Can you believe it? We've only got just over a week till Christmas! I've been busying myself with trying to get all the Christmas movies on my “watch-list” watched and decorating around the house. Have you guys started decorating yet? Or do you prefer to start decorating later in the month...like two nights before Christmas? Let me know in the comments below.

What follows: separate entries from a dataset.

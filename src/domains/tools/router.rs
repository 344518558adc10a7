//! Tool Router - builds the rmcp ToolRouter from the tool definitions.
//!
//! Each route shares the same Cloudflare client; the definitions know how to
//! describe and execute themselves through `create_route`.

use std::sync::Arc;

use rmcp::handler::server::tool::ToolRouter;

use crate::domains::cloudflare::CloudflareClient;

use super::create_route;
use super::definitions::{
    CreateDnsRecordTool, DeleteDnsRecordTool, GetDnsRecordTool, GetZoneTool, ListDnsRecordsTool,
    ListZonesTool, UpdateDnsRecordTool,
};

/// Build the tool router with all registered tools.
pub fn build_tool_router<S>(client: Arc<CloudflareClient>) -> ToolRouter<S>
where
    S: Send + Sync + 'static,
{
    ToolRouter::new()
        .with_route(create_route::<ListZonesTool, S>(client.clone()))
        .with_route(create_route::<GetZoneTool, S>(client.clone()))
        .with_route(create_route::<ListDnsRecordsTool, S>(client.clone()))
        .with_route(create_route::<GetDnsRecordTool, S>(client.clone()))
        .with_route(create_route::<CreateDnsRecordTool, S>(client.clone()))
        .with_route(create_route::<UpdateDnsRecordTool, S>(client.clone()))
        .with_route(create_route::<DeleteDnsRecordTool, S>(client))
}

As you might have noticed (if you're a dinosaur nut-case like me, anyway), that 2015 has been a great year for dinosaur-lovers! We've had more fascinating discoveries than you can shake a stick at, lots of dinosaur documentaries were aired, The Good Dinosaur is in theaters now AND last but not least, Jurassic World finally came out in theaters this past summer! I'll cover all the details of our dinosaur-filled 2015 in an upcoming article, but for now, I'd like to highlight one recent discovery that was released to us this past November. But first...

Days Till:
It is: 9 days till Christmas
It is: 16 days till New Year's
It is: 20 days till My Birthday
It is: 33 days till Martin Luther King Jr. Day

In the Spotlight:
As I'm sure many of you know, Star Wars: The Force Awakens is coming out this Friday. Unlike Jurassic World, we haven't had to wait 13 years for a sequel, but it should still be a pretty cool movie. I look forward to watching. When you see it, be sure to leave a comment down below and express how you liked the movie. In the meantime, here's the trailer:


Topic of the Week by Christian Ryan
 
The newly discovered Dakotaraptor (seen here as a skeleton) is truly an impressive find! (Wikimedia Commons)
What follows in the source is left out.